The techniques of bone grafting are constantly evolving in dentistry with the aim of achieving bone and tissue regeneration with reduced morbidity, cost, and treatment time.
The first generation of platelet-rich aggregates included platelet-rich plasma (PRP) and platelet-rich growth factor (PRGF). On the other hand, PRF stands for platelet-rich fibrin, which undergoes natural coagulation. The use and obtaining of PRF are simpler, require less time, do not require the use of anticoagulants, as well as artificial additives that influence the coagulation cascade such as bovine thrombin and calcium chloride. The use of leukocyte-platelet-rich fibrin (L-PRF) has become an alternative treatment in cases where there is a need for regeneration, both in soft and hard tissues. This second generation of platelet concentrates, extracted from the blood and obtained after processing through centrifugation, was introduced by Choukroun and colleagues in 2001.
The protocol for obtaining L-PRF involves collecting the patient’s own blood by venipuncture, in 9-10mL tubes coated with glass/plastic that must be immediately centrifuged at high speed at 400g RCF: 2700 rpm for 12 minutes or 3000 rpm for 10 minutes. After centrifugation, the constituents of the blood separate into three layers.
At the bottom of the tube, red blood cells accumulate, in the upper part, there is platelet-poor plasma, and the intermediate layer consists of the highest concentration of platelets and leukocytes (fibrin clot that we call L-PRF), as shown in Figure 1.

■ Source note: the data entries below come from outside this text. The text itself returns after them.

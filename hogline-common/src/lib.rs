//! # Hogline Common Library
//!
//! Shared code for the Hogline club-management tools including:
//! - Database initialization, schema, and migrations
//! - Domain models (seasons, products, users, memberships)
//! - Money parsing and formatting (integer cents)
//! - Configuration and data-directory resolution
//! - Placeholder credential helpers

pub mod auth;
pub mod config;
pub mod db;
pub mod error;
pub mod money;

pub use error::{Error, Result};
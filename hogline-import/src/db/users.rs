//! User database operations

use anyhow::Result;
use chrono::{DateTime, NaiveDate, Utc};
use hogline_common::db::{MembershipStatus, User};
use sqlx::{Row, SqliteConnection, SqlitePool};
use uuid::Uuid;

fn user_from_row(row: &sqlx::sqlite::SqliteRow) -> Result<User> {
    let guid_str: String = row.get("guid");
    let status_str: String = row.get("current_membership_status");
    let dob: Option<String> = row.get("date_of_birth");
    let verified: Option<String> = row.get("email_verified_at");

    Ok(User {
        guid: Uuid::parse_str(&guid_str)?,
        name: row.get("name"),
        first_name: row.get("first_name"),
        last_name: row.get("last_name"),
        email: row.get("email"),
        password_hash: row.get("password_hash"),
        external_profile_id: row.get("external_profile_id"),
        phone: row.get("phone"),
        address: row.get("address"),
        city: row.get("city"),
        province: row.get("province"),
        postal_code: row.get("postal_code"),
        date_of_birth: dob.and_then(|d| NaiveDate::parse_from_str(&d, "%Y-%m-%d").ok()),
        emergency_contact_name: row.get("emergency_contact_name"),
        emergency_contact_phone: row.get("emergency_contact_phone"),
        current_membership_status: MembershipStatus::parse(&status_str)
            .unwrap_or(MembershipStatus::Cancelled),
        email_verified_at: verified
            .and_then(|v| DateTime::parse_from_rfc3339(&v).ok())
            .map(|v| v.with_timezone(&Utc)),
    })
}

const USER_COLUMNS: &str = "guid, name, first_name, last_name, email, password_hash, \
     external_profile_id, phone, address, city, province, postal_code, date_of_birth, \
     emergency_contact_name, emergency_contact_phone, current_membership_status, \
     email_verified_at";

/// Load every user (reference-cache build).
pub async fn all_users(pool: &SqlitePool) -> Result<Vec<User>> {
    let sql = format!("SELECT {} FROM users ORDER BY email", USER_COLUMNS);
    let rows = sqlx::query(&sql).fetch_all(pool).await?;
    rows.iter().map(user_from_row).collect()
}

pub async fn user_by_email(pool: &SqlitePool, email: &str) -> Result<Option<User>> {
    let sql = format!(
        "SELECT {} FROM users WHERE email = ? COLLATE NOCASE LIMIT 1",
        USER_COLUMNS
    );
    let row = sqlx::query(&sql).bind(email).fetch_optional(pool).await?;
    match row {
        Some(row) => Ok(Some(user_from_row(&row)?)),
        None => Ok(None),
    }
}

/// Insert a new user inside the caller's transaction.
pub async fn insert_user(conn: &mut SqliteConnection, user: &User) -> Result<()> {
    sqlx::query(
        r#"
        INSERT INTO users (guid, name, first_name, last_name, email, password_hash,
                           external_profile_id, phone, address, city, province, postal_code,
                           date_of_birth, emergency_contact_name, emergency_contact_phone,
                           current_membership_status, email_verified_at)
        VALUES (?, ?, ?, ?, ?, ?, ?, ?, ?, ?, ?, ?, ?, ?, ?, ?, ?)
        "#,
    )
    .bind(user.guid.to_string())
    .bind(&user.name)
    .bind(&user.first_name)
    .bind(&user.last_name)
    .bind(&user.email)
    .bind(&user.password_hash)
    .bind(&user.external_profile_id)
    .bind(&user.phone)
    .bind(&user.address)
    .bind(&user.city)
    .bind(&user.province)
    .bind(&user.postal_code)
    .bind(user.date_of_birth.map(|d| d.format("%Y-%m-%d").to_string()))
    .bind(&user.emergency_contact_name)
    .bind(&user.emergency_contact_phone)
    .bind(user.current_membership_status.as_str())
    .bind(user.email_verified_at.map(|v| v.to_rfc3339()))
    .execute(conn)
    .await?;

    Ok(())
}

/// Write a merged profile back, inside the caller's transaction.
///
/// Email and password are not touched here; the import only refreshes
/// profile fields on existing accounts.
pub async fn update_user(conn: &mut SqliteConnection, user: &User) -> Result<()> {
    sqlx::query(
        r#"
        UPDATE users
        SET name = ?, first_name = ?, last_name = ?, external_profile_id = ?,
            phone = ?, address = ?, city = ?, province = ?, postal_code = ?,
            date_of_birth = ?, emergency_contact_name = ?, emergency_contact_phone = ?,
            updated_at = CURRENT_TIMESTAMP
        WHERE guid = ?
        "#,
    )
    .bind(&user.name)
    .bind(&user.first_name)
    .bind(&user.last_name)
    .bind(&user.external_profile_id)
    .bind(&user.phone)
    .bind(&user.address)
    .bind(&user.city)
    .bind(&user.province)
    .bind(&user.postal_code)
    .bind(user.date_of_birth.map(|d| d.format("%Y-%m-%d").to_string()))
    .bind(&user.emergency_contact_name)
    .bind(&user.emergency_contact_phone)
    .bind(user.guid.to_string())
    .execute(conn)
    .await?;

    Ok(())
}

/// Write the cached aggregate membership status.
pub async fn update_membership_status(
    pool: &SqlitePool,
    user_guid: Uuid,
    status: MembershipStatus,
) -> Result<()> {
    sqlx::query(
        r#"
        UPDATE users
        SET current_membership_status = ?, updated_at = CURRENT_TIMESTAMP
        WHERE guid = ?
        "#,
    )
    .bind(status.as_str())
    .bind(user_guid.to_string())
    .execute(pool)
    .await?;

    Ok(())
}

/// Keyset-paginated page of user guids for the bulk status sweep.
pub async fn user_guids_after(
    pool: &SqlitePool,
    after: Option<Uuid>,
    limit: i64,
) -> Result<Vec<Uuid>> {
    let rows = match after {
        Some(after) => {
            sqlx::query("SELECT guid FROM users WHERE guid > ? ORDER BY guid LIMIT ?")
                .bind(after.to_string())
                .bind(limit)
                .fetch_all(pool)
                .await?
        }
        None => {
            sqlx::query("SELECT guid FROM users ORDER BY guid LIMIT ?")
                .bind(limit)
                .fetch_all(pool)
                .await?
        }
    };

    rows.iter()
        .map(|row| {
            let guid: String = row.get("guid");
            Ok(Uuid::parse_str(&guid)?)
        })
        .collect()
}
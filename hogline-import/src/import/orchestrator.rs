//! Import orchestration
//!
//! Drives the per-row pipeline: read the export, validate and classify
//! each row, dispatch purchases to the matcher/assigner and adjustments to
//! the adjustment processor, and record every outcome in the audit log and
//! run statistics. One malformed row never aborts the run; only the
//! pre-run preconditions are fatal.

use crate::db;
use crate::import::adjustment::{apply_adjustment, AdjustmentOutcome};
use crate::import::assigner::assign;
use crate::import::audit::{AuditLog, RowMarker};
use crate::import::cache::ReferenceCache;
use crate::import::matcher::{MatchOutcome, ProductMatcher};
use crate::import::row::OrderItemRow;
use crate::import::stats::ImportRunStats;
use crate::mapping::ItemMapping;
use anyhow::{Context, Result};
use chrono::Utc;
use hogline_common::money::format_cents;
use sqlx::SqlitePool;
use std::path::Path;

/// Run a full import of a curling.io order-item export.
///
/// Fatal preconditions: a current season must exist, the CSV must be
/// readable, and the audit log must be creatable. Everything after that is
/// handled row by row.
pub async fn run_import(
    pool: &SqlitePool,
    csv_path: &Path,
    mapping: ItemMapping,
    log_dir: Option<&Path>,
) -> Result<ImportRunStats> {
    let started_at = Utc::now();

    let season = db::seasons::current_season(pool)
        .await?
        .context("no current season is set; mark a season current before importing")?;

    // The whole file is read up front; export sizes make this fine
    let mut reader = csv::ReaderBuilder::new()
        .flexible(true)
        .from_path(csv_path)
        .with_context(|| format!("cannot open input file {}", csv_path.display()))?;
    let headers: Vec<String> = reader
        .headers()
        .with_context(|| format!("cannot read header row of {}", csv_path.display()))?
        .iter()
        .map(|h| h.trim().to_string())
        .collect();
    let records: Vec<Result<csv::StringRecord, csv::Error>> = reader.records().collect();

    let log_dir = log_dir
        .or_else(|| csv_path.parent().filter(|p| !p.as_os_str().is_empty()))
        .unwrap_or_else(|| Path::new("."));
    let mut audit = AuditLog::create(log_dir, started_at)
        .with_context(|| format!("cannot create audit log in {}", log_dir.display()))?;
    audit.write_header(csv_path, &season, started_at)?;

    tracing::info!(
        source = %csv_path.display(),
        season = %season.name,
        rows = records.len(),
        log = %audit.path().display(),
        "Order import started"
    );

    let mut cache = ReferenceCache::build(pool, season).await?;
    let matcher = ProductMatcher::new(mapping);
    let mut stats = ImportRunStats::default();

    for (index, record) in records.into_iter().enumerate() {
        // Header is line 1; the first data row is line 2
        let line = index + 2;

        let record = match record {
            Ok(record) => record,
            Err(e) => {
                stats.warn(line, format!("unreadable row: {}", e));
                audit.row_block(RowMarker::Error, line, &[("error", e.to_string())])?;
                continue;
            }
        };

        // Fully blank rows are skipped silently
        if record.iter().all(|field| field.trim().is_empty()) {
            continue;
        }

        // Pad short rows so trailing blank columns don't spuriously fail
        let mut fields: Vec<String> = record.iter().map(|f| f.to_string()).collect();
        while fields.len() < headers.len() {
            fields.push(String::new());
        }

        let row = match OrderItemRow::from_record(&headers, &fields, line) {
            Ok(row) => row,
            Err(e) => {
                stats.warn(line, &e);
                audit.row_block(RowMarker::Error, line, &[("error", e.to_string())])?;
                continue;
            }
        };

        stats.total_items += 1;

        if row.is_adjustment() {
            stats.skipped_adjustment += 1;
            process_adjustment(pool, &cache, &row, &mut stats, &mut audit).await?;
        } else {
            process_purchase(pool, &mut cache, &matcher, &row, &mut stats, &mut audit).await?;
        }
    }

    audit.write_summary(&stats)?;
    stats.log_path = audit.finish()?;

    tracing::info!(
        total_items = stats.total_items,
        memberships_created = stats.memberships_created,
        memberships_updated = stats.memberships_updated,
        users_created = stats.users_created,
        no_match = stats.skipped_no_product_match,
        warnings = stats.warnings.len(),
        "Order import finished"
    );

    Ok(stats)
}

async fn process_purchase(
    pool: &SqlitePool,
    cache: &mut ReferenceCache,
    matcher: &ProductMatcher,
    row: &OrderItemRow,
    stats: &mut ImportRunStats,
    audit: &mut AuditLog,
) -> Result<()> {
    let (product, strategy) = match matcher.resolve(cache, &row.item_name, row.total_cents) {
        MatchOutcome::Matched { product, strategy } => (product, strategy),
        MatchOutcome::NoMatch => {
            stats.skipped_no_product_match += 1;
            stats.record_unmatched(&row.item_name, row.total_cents, &row.order_id);
            audit.row_block(
                RowMarker::SkipNoProduct,
                row.line,
                &[
                    ("order", row.order_id.clone()),
                    ("item", row.item_name.clone()),
                    ("total", format_cents(row.total_cents)),
                ],
            )?;
            return Ok(());
        }
    };

    match assign(pool, cache, row, &product).await {
        Ok(result) => {
            stats.users_created += result.users_created;
            stats.memberships_created += result.memberships_created;
            stats.memberships_updated += result.memberships_updated;
            if result.couple {
                stats.couple_memberships += 1;
            }

            let members = result
                .members
                .iter()
                .map(|(email, _)| email.as_str())
                .collect::<Vec<_>>()
                .join(", ");
            audit.row_block(
                RowMarker::Success,
                row.line,
                &[
                    ("order", row.order_id.clone()),
                    ("item", row.item_name.clone()),
                    ("product", product.name.clone()),
                    ("strategy", strategy.as_str().to_string()),
                    ("members", members),
                    ("total", format_cents(row.total_cents)),
                    (
                        "result",
                        format!(
                            "{} created, {} updated",
                            result.memberships_created, result.memberships_updated
                        ),
                    ),
                ],
            )?;
        }
        Err(e) => {
            stats.warn(row.line, format!("assignment failed: {:#}", e));
            audit.row_block(
                RowMarker::Error,
                row.line,
                &[
                    ("order", row.order_id.clone()),
                    ("item", row.item_name.clone()),
                    ("error", format!("{:#}", e)),
                ],
            )?;
        }
    }

    Ok(())
}

async fn process_adjustment(
    pool: &SqlitePool,
    cache: &ReferenceCache,
    row: &OrderItemRow,
    stats: &mut ImportRunStats,
    audit: &mut AuditLog,
) -> Result<()> {
    match apply_adjustment(pool, cache, row).await {
        Ok(AdjustmentOutcome::Applied {
            email,
            membership_guid,
            refund_cents,
        }) => {
            stats.adjustments_applied += 1;
            audit.row_block(
                RowMarker::AdjustmentApplied,
                row.line,
                &[
                    ("order", row.order_id.clone()),
                    ("member", email),
                    ("membership", membership_guid.to_string()),
                    ("refund", format_cents(refund_cents)),
                    ("reason", row.item_name.clone()),
                ],
            )?;
        }
        Ok(AdjustmentOutcome::Failed { reason }) => {
            stats.adjustments_failed += 1;
            audit.row_block(
                RowMarker::AdjustmentFailed,
                row.line,
                &[("order", row.order_id.clone()), ("reason", reason)],
            )?;
        }
        Err(e) => {
            stats.warn(row.line, format!("adjustment failed: {:#}", e));
            audit.row_block(
                RowMarker::Error,
                row.line,
                &[
                    ("order", row.order_id.clone()),
                    ("error", format!("{:#}", e)),
                ],
            )?;
        }
    }

    Ok(())
}
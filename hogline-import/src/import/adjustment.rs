//! Adjustment processing
//!
//! An adjustment row is a refund/cancellation against a prior purchase in
//! the same order. The original membership is located by the shared
//! purchase reference and its refund fields are set; its status is
//! intentionally left alone.

use crate::db;
use crate::import::cache::ReferenceCache;
use crate::import::row::OrderItemRow;
use anyhow::Result;
use chrono::Utc;
use sqlx::SqlitePool;
use uuid::Uuid;

/// Outcome of applying one adjustment row. Failure to find the original
/// purchase is a reported business outcome, not an error.
#[derive(Debug, Clone)]
pub enum AdjustmentOutcome {
    Applied {
        email: String,
        membership_guid: Uuid,
        refund_cents: i64,
    },
    Failed {
        reason: String,
    },
}

/// Apply a refund to the membership created by the matching purchase row.
pub async fn apply_adjustment(
    pool: &SqlitePool,
    cache: &ReferenceCache,
    row: &OrderItemRow,
) -> Result<AdjustmentOutcome> {
    // Adjustments identify the member by the order's buyer email
    let user = match cache.user_by_email(&row.buyer_email) {
        Some(user) => user.clone(),
        None => {
            return Ok(AdjustmentOutcome::Failed {
                reason: format!("no user with email {}", row.buyer_email),
            });
        }
    };

    let purchase_reference = row.purchase_reference();
    let membership = match db::memberships::find_by_purchase_reference(
        pool,
        user.guid,
        cache.season.guid,
        &purchase_reference,
    )
    .await?
    {
        Some(membership) => membership,
        None => {
            return Ok(AdjustmentOutcome::Failed {
                reason: format!(
                    "no membership with purchase reference {} for {}",
                    purchase_reference, row.buyer_email
                ),
            });
        }
    };

    let refund_cents = row.total_cents.abs();
    let refunded_at = row.created_at.unwrap_or_else(Utc::now);
    db::memberships::apply_refund(
        pool,
        membership.guid,
        refund_cents,
        &row.item_name,
        refunded_at,
    )
    .await?;

    tracing::info!(
        order_id = %row.order_id,
        email = %user.email,
        refund_cents = refund_cents,
        "Adjustment applied"
    );

    Ok(AdjustmentOutcome::Applied {
        email: user.email,
        membership_guid: membership.guid,
        refund_cents,
    })
}
//! hogline-import library interface
//!
//! Order-import reconciliation for the club database: parses a curling.io
//! order-item export, matches line items to catalog products, creates or
//! updates users and memberships idempotently, and writes an audit log.
//!
//! Exposed as a library so the integration tests can drive the full
//! pipeline against an in-memory database.

pub mod db;
pub mod import;
pub mod mapping;
pub mod report;
pub mod status;
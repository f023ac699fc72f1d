//! Database schema migrations
//!
//! Versioned migrations so existing databases upgrade in place without
//! manual intervention. Guidelines:
//!
//! 1. Never modify an existing migration - add a new one instead
//! 2. Prefer ALTER TABLE over DROP/CREATE to preserve data
//! 3. Every migration must be idempotent (check before altering)

use crate::Result;
use sqlx::SqlitePool;
use tracing::info;

/// Current schema version
///
/// **IMPORTANT:** Increment this when adding new migrations
const CURRENT_SCHEMA_VERSION: i32 = 1;

/// Get current schema version from database
///
/// Returns 0 if the schema_version table has no rows yet
async fn get_schema_version(pool: &SqlitePool) -> Result<i32> {
    let version: Option<i32> = sqlx::query_scalar("SELECT MAX(version) FROM schema_version")
        .fetch_one(pool)
        .await?;
    Ok(version.unwrap_or(0))
}

async fn set_schema_version(pool: &SqlitePool, version: i32) -> Result<()> {
    sqlx::query("INSERT OR IGNORE INTO schema_version (version) VALUES (?)")
        .bind(version)
        .execute(pool)
        .await?;
    Ok(())
}

/// Run all pending migrations
pub async fn run_migrations(pool: &SqlitePool) -> Result<()> {
    let version = get_schema_version(pool).await?;

    if version >= CURRENT_SCHEMA_VERSION {
        return Ok(());
    }

    if version < 1 {
        migrate_v1(pool).await?;
        set_schema_version(pool, 1).await?;
    }

    info!(
        from = version,
        to = CURRENT_SCHEMA_VERSION,
        "Database migrations applied"
    );
    Ok(())
}

/// v1: baseline schema (tables created by init); nothing to transform.
async fn migrate_v1(_pool: &SqlitePool) -> Result<()> {
    Ok(())
}

#[cfg(test)]
mod tests {
    use super::*;
    use crate::db::init::create_all_tables;

    #[tokio::test]
    async fn migrations_record_current_version() {
        let pool = SqlitePool::connect("sqlite::memory:")
            .await
            .expect("Failed to create in-memory database");
        create_all_tables(&pool).await.unwrap();

        run_migrations(&pool).await.unwrap();
        run_migrations(&pool).await.unwrap(); // idempotent

        assert_eq!(get_schema_version(&pool).await.unwrap(), CURRENT_SCHEMA_VERSION);
    }
}
//! Operator report rendering
//!
//! Prints the post-run summary to stdout: counters, warnings, and the
//! unmatched-products breakdown that tells the operator which upstream
//! catalog items still need a mapping or a new product.

use crate::import::stats::ImportRunStats;
use hogline_common::money::format_cents;

pub fn print_report(stats: &ImportRunStats) {
    println!();
    println!("Import complete");
    println!("  Total items processed:   {}", stats.total_items);
    println!(
        "  Adjustments:             {} ({} applied, {} failed)",
        stats.skipped_adjustment, stats.adjustments_applied, stats.adjustments_failed
    );
    println!("  No product match:        {}", stats.skipped_no_product_match);
    println!("  Users created:           {}", stats.users_created);
    println!("  Memberships created:     {}", stats.memberships_created);
    println!("  Memberships updated:     {}", stats.memberships_updated);
    println!("  Couple memberships:      {}", stats.couple_memberships);

    if !stats.warnings.is_empty() {
        println!();
        println!("Warnings ({}):", stats.warnings.len());
        for warning in &stats.warnings {
            println!("  - {}", warning);
        }
    }

    let unmatched = stats.unmatched_products();
    if !unmatched.is_empty() {
        println!();
        println!("Unmatched products ({}):", unmatched.len());
        for item in unmatched {
            println!(
                "  - {} ({}) x{}  orders: {}",
                item.item_name,
                format_cents(item.price_cents),
                item.count,
                item.sample_order_ids.join(", ")
            );
        }
        println!();
        println!("Add a product or a mapping entry for each item above, then re-run.");
    }

    println!();
    println!("Audit log: {}", stats.log_path.display());
}
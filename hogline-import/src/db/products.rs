//! Product catalog database operations

use anyhow::Result;
use hogline_common::db::{Product, ProductType};
use sqlx::{Row, SqlitePool};
use uuid::Uuid;

fn product_from_row(row: &sqlx::sqlite::SqliteRow) -> Result<Product> {
    let guid_str: String = row.get("guid");
    let season_str: String = row.get("season_guid");
    let type_str: String = row.get("product_type");
    let metadata_str: String = row.get("metadata");

    Ok(Product {
        guid: Uuid::parse_str(&guid_str)?,
        season_guid: Uuid::parse_str(&season_str)?,
        external_id: row.get("external_id"),
        slug: row.get("slug"),
        name: row.get("name"),
        product_type: ProductType::parse(&type_str)
            .ok_or_else(|| anyhow::anyhow!("unknown product type: {}", type_str))?,
        membership_tier: row.get("membership_tier"),
        price_cents: row.get("price_cents"),
        is_available: row.get::<i64, _>("is_available") != 0,
        metadata: serde_json::from_str(&metadata_str).unwrap_or_else(|_| serde_json::json!({})),
    })
}

/// Available products for a season, ordered by name.
///
/// Ordering makes the price-index collision rule deterministic: when two
/// products share a price, the first by name wins.
pub async fn available_products_for_season(
    pool: &SqlitePool,
    season_guid: Uuid,
) -> Result<Vec<Product>> {
    let rows = sqlx::query(
        r#"
        SELECT guid, season_guid, external_id, slug, name, product_type,
               membership_tier, price_cents, is_available, metadata
        FROM products
        WHERE season_guid = ? AND is_available = 1
        ORDER BY name
        "#,
    )
    .bind(season_guid.to_string())
    .fetch_all(pool)
    .await?;

    rows.iter().map(product_from_row).collect()
}

/// All products for a season regardless of availability.
pub async fn list_products_for_season(pool: &SqlitePool, season_guid: Uuid) -> Result<Vec<Product>> {
    let rows = sqlx::query(
        r#"
        SELECT guid, season_guid, external_id, slug, name, product_type,
               membership_tier, price_cents, is_available, metadata
        FROM products
        WHERE season_guid = ?
        ORDER BY name
        "#,
    )
    .bind(season_guid.to_string())
    .fetch_all(pool)
    .await?;

    rows.iter().map(product_from_row).collect()
}

pub async fn insert_product(pool: &SqlitePool, product: &Product) -> Result<()> {
    sqlx::query(
        r#"
        INSERT INTO products (guid, season_guid, external_id, slug, name, product_type,
                              membership_tier, price_cents, is_available, metadata)
        VALUES (?, ?, ?, ?, ?, ?, ?, ?, ?, ?)
        "#,
    )
    .bind(product.guid.to_string())
    .bind(product.season_guid.to_string())
    .bind(&product.external_id)
    .bind(&product.slug)
    .bind(&product.name)
    .bind(product.product_type.as_str())
    .bind(&product.membership_tier)
    .bind(product.price_cents)
    .bind(product.is_available as i64)
    .bind(product.metadata.to_string())
    .execute(pool)
    .await?;

    Ok(())
}
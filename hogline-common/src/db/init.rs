//! Database initialization
//!
//! Opens (or creates) the club database and brings the schema up to date.
//! All statements are idempotent so init is safe to run on every startup.

use crate::Result;
use sqlx::{sqlite::SqlitePoolOptions, SqlitePool};
use std::path::Path;
use tracing::info;

/// Initialize database connection and create tables if needed
pub async fn init_database(db_path: &Path) -> Result<SqlitePool> {
    let newly_created = !db_path.exists();

    // Create parent directory if it doesn't exist
    if let Some(parent) = db_path.parent() {
        std::fs::create_dir_all(parent)?;
    }

    let db_url = format!("sqlite://{}?mode=rwc", db_path.display());
    let pool = SqlitePoolOptions::new()
        .max_connections(10)
        .connect(&db_url)
        .await?;

    if newly_created {
        info!("Initialized new database: {}", db_path.display());
    } else {
        info!("Opened existing database: {}", db_path.display());
    }

    // Enable foreign keys
    sqlx::query("PRAGMA foreign_keys = ON").execute(&pool).await?;

    // WAL mode: concurrent readers while the import writes
    sqlx::query("PRAGMA journal_mode = WAL").execute(&pool).await?;

    sqlx::query("PRAGMA busy_timeout = 5000").execute(&pool).await?;

    create_all_tables(&pool).await?;

    // Run migrations (idempotent - safe to call multiple times)
    crate::db::migrations::run_migrations(&pool).await?;

    Ok(pool)
}

/// Create the full schema. Exposed separately so tests can bring up an
/// in-memory database without touching the filesystem.
pub async fn create_all_tables(pool: &SqlitePool) -> Result<()> {
    create_schema_version_table(pool).await?;
    create_seasons_table(pool).await?;
    create_products_table(pool).await?;
    create_users_table(pool).await?;
    create_user_products_table(pool).await?;
    Ok(())
}

async fn create_schema_version_table(pool: &SqlitePool) -> Result<()> {
    sqlx::query(
        r#"
        CREATE TABLE IF NOT EXISTS schema_version (
            version INTEGER PRIMARY KEY,
            applied_at TIMESTAMP NOT NULL DEFAULT CURRENT_TIMESTAMP
        )
        "#,
    )
    .execute(pool)
    .await?;

    Ok(())
}

pub async fn create_seasons_table(pool: &SqlitePool) -> Result<()> {
    sqlx::query(
        r#"
        CREATE TABLE IF NOT EXISTS seasons (
            guid TEXT PRIMARY KEY,
            name TEXT NOT NULL,
            slug TEXT NOT NULL UNIQUE,
            start_date TEXT NOT NULL,
            end_date TEXT NOT NULL,
            is_current INTEGER NOT NULL DEFAULT 0,
            created_at TIMESTAMP NOT NULL DEFAULT CURRENT_TIMESTAMP,
            updated_at TIMESTAMP NOT NULL DEFAULT CURRENT_TIMESTAMP
        )
        "#,
    )
    .execute(pool)
    .await?;

    Ok(())
}

pub async fn create_products_table(pool: &SqlitePool) -> Result<()> {
    sqlx::query(
        r#"
        CREATE TABLE IF NOT EXISTS products (
            guid TEXT PRIMARY KEY,
            season_guid TEXT NOT NULL REFERENCES seasons(guid),
            external_id TEXT,
            slug TEXT NOT NULL,
            name TEXT NOT NULL,
            product_type TEXT NOT NULL,
            membership_tier TEXT,
            price_cents INTEGER NOT NULL DEFAULT 0,
            is_available INTEGER NOT NULL DEFAULT 1,
            metadata TEXT NOT NULL DEFAULT '{}',
            created_at TIMESTAMP NOT NULL DEFAULT CURRENT_TIMESTAMP,
            updated_at TIMESTAMP NOT NULL DEFAULT CURRENT_TIMESTAMP,
            UNIQUE (season_guid, external_id),
            UNIQUE (season_guid, slug)
        )
        "#,
    )
    .execute(pool)
    .await?;

    Ok(())
}

pub async fn create_users_table(pool: &SqlitePool) -> Result<()> {
    sqlx::query(
        r#"
        CREATE TABLE IF NOT EXISTS users (
            guid TEXT PRIMARY KEY,
            name TEXT NOT NULL,
            first_name TEXT,
            last_name TEXT,
            email TEXT NOT NULL UNIQUE,
            password_hash TEXT NOT NULL,
            external_profile_id TEXT UNIQUE,
            phone TEXT,
            address TEXT,
            city TEXT,
            province TEXT,
            postal_code TEXT,
            date_of_birth TEXT,
            emergency_contact_name TEXT,
            emergency_contact_phone TEXT,
            current_membership_status TEXT NOT NULL DEFAULT 'cancelled',
            email_verified_at TEXT,
            created_at TIMESTAMP NOT NULL DEFAULT CURRENT_TIMESTAMP,
            updated_at TIMESTAMP NOT NULL DEFAULT CURRENT_TIMESTAMP
        )
        "#,
    )
    .execute(pool)
    .await?;

    Ok(())
}

pub async fn create_user_products_table(pool: &SqlitePool) -> Result<()> {
    sqlx::query(
        r#"
        CREATE TABLE IF NOT EXISTS user_products (
            guid TEXT PRIMARY KEY,
            user_guid TEXT NOT NULL REFERENCES users(guid),
            product_guid TEXT NOT NULL REFERENCES products(guid),
            season_guid TEXT NOT NULL REFERENCES seasons(guid),
            price_paid_cents INTEGER NOT NULL DEFAULT 0,
            status TEXT NOT NULL DEFAULT 'pending',
            assigned_at TEXT NOT NULL,
            expires_at TEXT,
            purchase_reference TEXT,
            refund_amount_cents INTEGER,
            refund_reason TEXT,
            refunded_at TEXT,
            metadata TEXT NOT NULL DEFAULT '{}',
            created_at TIMESTAMP NOT NULL DEFAULT CURRENT_TIMESTAMP,
            updated_at TIMESTAMP NOT NULL DEFAULT CURRENT_TIMESTAMP
        )
        "#,
    )
    .execute(pool)
    .await?;

    sqlx::query(
        r#"
        CREATE INDEX IF NOT EXISTS idx_user_products_assignment
        ON user_products (user_guid, product_guid, season_guid)
        "#,
    )
    .execute(pool)
    .await?;

    sqlx::query(
        r#"
        CREATE INDEX IF NOT EXISTS idx_user_products_purchase_ref
        ON user_products (season_guid, purchase_reference)
        "#,
    )
    .execute(pool)
    .await?;

    Ok(())
}

#[cfg(test)]
mod tests {
    use super::*;

    #[tokio::test]
    async fn schema_creation_is_idempotent() {
        let pool = SqlitePool::connect("sqlite::memory:")
            .await
            .expect("Failed to create in-memory database");

        create_all_tables(&pool).await.expect("first create failed");
        create_all_tables(&pool).await.expect("second create failed");

        let tables: i64 = sqlx::query_scalar(
            "SELECT COUNT(*) FROM sqlite_master WHERE type='table' AND name IN \
             ('seasons', 'products', 'users', 'user_products', 'schema_version')",
        )
        .fetch_one(&pool)
        .await
        .unwrap();
        assert_eq!(tables, 5);
    }
}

In a matter of minutes, the activation of the majority of platelets in the blood sample occurs due to contact with the glass walls of the collection tube, triggering the coagulation cascade.
The L-PRF clot is rich in fibrin, platelets, leukocytes, monocytes, and growth factors. Studies suggest a positive effect on cell proliferation, migration, adhesion, differentiation, and the inflammatory process, which justifies its widespread use in dentistry.
How to use clinically?
For the clinical use of L-PRF, the clot is removed from the tube with forceps, and the portion of red blood cells adhered to the clot is then removed using a spatula, scissors, or a scalpel blade.
The fibrin clot can be transformed into plugs by compression, which can be used, for example, to seal extraction sockets (figure 2), or membranes with a thickness of 1mm. It can also serve as a framework for binding bone substitute particles, such as Nanosynt, for instance.
For membrane formation, the fibrin clot is placed on a perforated surface inside a metal box (PRF box) (figure 3), and it is compressed by the force of gravity with the assistance of the metal plate of the box for a period of 5 minutes.
The exudate released by the clot, due to its compression, will be stored in the lower compartment of the box. This exudate is rich in proteins (fibronectin and vitronectin) and can be used to hydrate grafts and biomaterials, as well as to irrigate surgical wounds. Figures 4 and 5 show the membranes after compression, ready for use, which can be employed to cover the palate that served as the donor area for gingival graft, as well as in the recipient area to aid in the formation of keratinized tissue.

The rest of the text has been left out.